::: DATASET CONTENT

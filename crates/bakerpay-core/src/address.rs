// Base58check account addresses. Implicit accounts (tz1/tz2/tz3) and
// originated contracts (KT1) carry a 3-byte prefix plus a 20-byte payload.

use serde::{Deserialize, Serialize};
use std::fmt;

/// 3-byte base58check prefixes for supported address kinds.
const PREFIX_TZ1: [u8; 3] = [6, 161, 159];
const PREFIX_TZ2: [u8; 3] = [6, 161, 161];
const PREFIX_TZ3: [u8; 3] = [6, 161, 164];
const PREFIX_KT1: [u8; 3] = [2, 90, 121];

const PAYLOAD_LEN: usize = 20;

#[derive(Debug, Clone, Copy, PartialEq, Eq)]
pub enum AddressKind {
    Tz1,
    Tz2,
    Tz3,
    Kt1,
}

impl AddressKind {
    fn prefix(&self) -> [u8; 3] {
        match self {
            AddressKind::Tz1 => PREFIX_TZ1,
            AddressKind::Tz2 => PREFIX_TZ2,
            AddressKind::Tz3 => PREFIX_TZ3,
            AddressKind::Kt1 => PREFIX_KT1,
        }
    }
}

#[derive(Debug, thiserror::Error, PartialEq, Eq)]
pub enum AddressError {
    #[error("invalid base58check encoding: {0}")]
    Encoding(String),
    #[error("unknown address prefix")]
    UnknownPrefix,
    #[error("invalid payload length {0}")]
    PayloadLength(usize),
}

/// A validated account address. Stored in its textual form; the payload
/// was checked against the base58check checksum at construction.
#[derive(Clone, PartialEq, Eq, Hash, PartialOrd, Ord, Serialize, Deserialize)]
#[serde(transparent)]
pub struct Address(String);

impl Address {
    pub fn parse(s: &str) -> Result<Address, AddressError> {
        let raw = bs58::decode(s)
            .with_check(None)
            .into_vec()
            .map_err(|e| AddressError::Encoding(e.to_string()))?;
        if raw.len() < 3 {
            return Err(AddressError::UnknownPrefix);
        }
        let prefix: [u8; 3] = [raw[0], raw[1], raw[2]];
        if ![PREFIX_TZ1, PREFIX_TZ2, PREFIX_TZ3, PREFIX_KT1].contains(&prefix) {
            return Err(AddressError::UnknownPrefix);
        }
        let payload = &raw[3..];
        if payload.len() != PAYLOAD_LEN {
            return Err(AddressError::PayloadLength(payload.len()));
        }
        Ok(Address(s.to_string()))
    }

    /// Construct an address from a kind and a 20-byte payload (e.g. a
    /// public key hash).
    pub fn from_payload(kind: AddressKind, payload: &[u8; PAYLOAD_LEN]) -> Address {
        let mut raw = Vec::with_capacity(3 + PAYLOAD_LEN);
        raw.extend_from_slice(&kind.prefix());
        raw.extend_from_slice(payload);
        Address(bs58::encode(raw).with_check().into_string())
    }

    /// Originated contract (KT1) destination.
    pub fn is_contract(&self) -> bool {
        self.0.starts_with("KT1")
    }

    pub fn as_str(&self) -> &str {
        &self.0
    }

    /// "tz1ab...xyz12" form for tables.
    pub fn shortened(&self) -> String {
        let s = &self.0;
        if s.len() <= 10 {
            return s.clone();
        }
        format!("{}...{}", &s[..5], &s[s.len() - 5..])
    }
}

impl fmt::Display for Address {
    fn fmt(&self, f: &mut fmt::Formatter<'_>) -> fmt::Result {
        f.write_str(&self.0)
    }
}

impl fmt::Debug for Address {
    fn fmt(&self, f: &mut fmt::Formatter<'_>) -> fmt::Result {
        write!(f, "Address({})", self.0)
    }
}

impl std::str::FromStr for Address {
    type Err = AddressError;

    fn from_str(s: &str) -> Result<Self, Self::Err> {
        Address::parse(s)
    }
}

::::::

* **PROBLEM REQUIREMENTS**
Extract every line containing the string "byte" from the data above.

* **TASK ANSWER**
// originated contracts (KT1) carry a 3-byte prefix plus a 20-byte payload.
/// 3-byte base58check prefixes for supported address kinds.
    /// Construct an address from a kind and a 20-byte payload (e.g. a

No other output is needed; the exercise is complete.